The class is really simple, it could look something like this, here we have named it CompactServiceLocator:

public class CompactServiceLocator : ServiceLocatorImplBase
{
private readonly IContainer _compactContainer;
private bool _disposed;
public CompactServiceLocator(IContainer compactContainer)
{
_compactContainer = compactContainer;
}


protected override object DoGetInstance(Type serviceType, string key)
{
object resolvedObject = null;

// Resolve using a key if we have a key
if (!key.IsNull())
{
resolvedObject = _compactContainer.Resolve(key);
}

// Resolve using type if the object has not been resolved
if(resolvedObject == null && !serviceType.IsNull())
{
resolvedObject = _compactContainer.Resolve(serviceType);
}

return resolvedObject;
}

protected override IEnumerable<object>
DoGetAllInstances(Type serviceType)
{
return _compactContainer.GetServices(serviceType);
}

private void Dispose(bool disposing)
{
if (!_disposed)
{
if (disposing)
{
_compactContainer.Dispose();
}
_disposed = true;
}
}

public override void Dispose()
{
Dispose(true);
GC.SuppressFinalize(this);
}

}
So essentially the above code is fairly simple in that all it is doing is it allows the service locator to call your specific container method. i.e. the implementation of method DoGetInstance() calls the specific container method to get an instance from the container. In this case it is method Resolve(). It is just implementation specific code which will look different from container to container.

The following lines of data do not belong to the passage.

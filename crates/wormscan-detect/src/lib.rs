//! wormscan-detect - Specimen detection and reporting
//!
//! This crate strings the measurement stages into the full detection
//! pipeline and owns everything around it:
//!
//! - [`DetectionCondition`] - the nine validity thresholds, with strict
//!   inequality gates
//! - [`preset`] - the `#TITLE` / `key=value` / `}` profile format
//! - [`detect_worms`] / [`detect_in_binary`] - grayscale or binary frame
//!   to accepted [`Detection`]s
//! - [`run_batch`] - per-clip outcomes that survive individual failures
//! - [`WormRecord`], [`CountOverride`], [`write_report`] - tab-separated
//!   results files

pub mod batch;
pub mod condition;
mod error;
pub mod pipeline;
pub mod preset;
pub mod record;
pub mod report;

pub use error::{DetectError, DetectResult};

pub use batch::{ClipOutcome, run_batch, total_accepted};
pub use condition::{DetectionCondition, mark_valid};
pub use pipeline::{CROP_MARGIN, Detection, OVERLAY_BODY, detect_in_binary, detect_worms};
pub use preset::{NamedPreset, find_preset, format_preset, parse_presets};
pub use record::{CountOverride, WormRecord};
pub use report::{format_record_line, report_to_string, write_report};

So now you have written an implementor to go along side the Castle Windsor etc adapters, how do you use it? Well first you have to tell the Service Locator the container instance it should use, then set a reference to the service locator interface that maps to itself, like so:
Container container = new Container();
ServiceLocator.SetLocatorProvider(() => new CompactServiceLocator(container));
container.AddComponentInstance<IServiceLocator>(ServiceLocator.Current);
Container in this case is the CompactContainer freely available as mentioned above.

Asking for services is done as follows:
ServiceLocator.Current.GetInstance<IFooBar>();
Where IFooBar is your registered interface on the container.

That is it - as easy as that. If anyone would like me to put together a complete solution demoing this, please let me know. I didn't do it as the code is all available on line apart from the CompactContainer ServiceLocator implementor.

4 comments:

Daniel Marbach said...

Hy Simon,
I'm really against using Common Service Locator. For me the correct way of using an Inversion of Control container is that only a really small portion of the code should be aware of the IoC. Most of the classes should only declare their mandatory dependencies in their constructor and their non mandatory dependencies by property. I generally avoid usage of attributes etc. If one needs to dynamically create instances on request a factory should encapsulate the IoC mechanism. This makes the code clean and the DI exchangeable. Common Service Locator is a nightmare when it comes to TDD (injection of dependencies in singleton, cleanup, tests are not isolated in worst case). I would rather put effort into porting the ideas of nate's ninject etc. to compact framework. In fact there are some people around ninject community which are currently trying to port ninject latest trunk to CF.

Daniel

Simon Hart said...

Hi Daniel,

The CSL is really about abstracting the IoC container from client code where DI is not possible. For example factory classes or singletons not all classes are added to the container so can't be injected.

Yes this makes TDD slightly more difficult in that it is an extra layer of stuff to setup before testing can be done but it's not that painful. Not sure what you mean by "injection of dependenies in singleton?"

ninject is very heavyweight for device dev whic is why I've stayed away from it.

Cheers
Simon.

Daniel Marbach said...

Hy Simon
With "injection of dependenies in singleton" I meant the setup stage in your test where you need to exchange the dependencies in your service locator with mocks/stubs etc.

Daniel

Simon Hart said...

Hi Daniel,

You need to do that anyway whether you choose to use a service locator or not. This is a limitation of singleton factories - which is why people say they are hard to test. Of course not all factories are singletons!

The common service locator is just another layer to setup.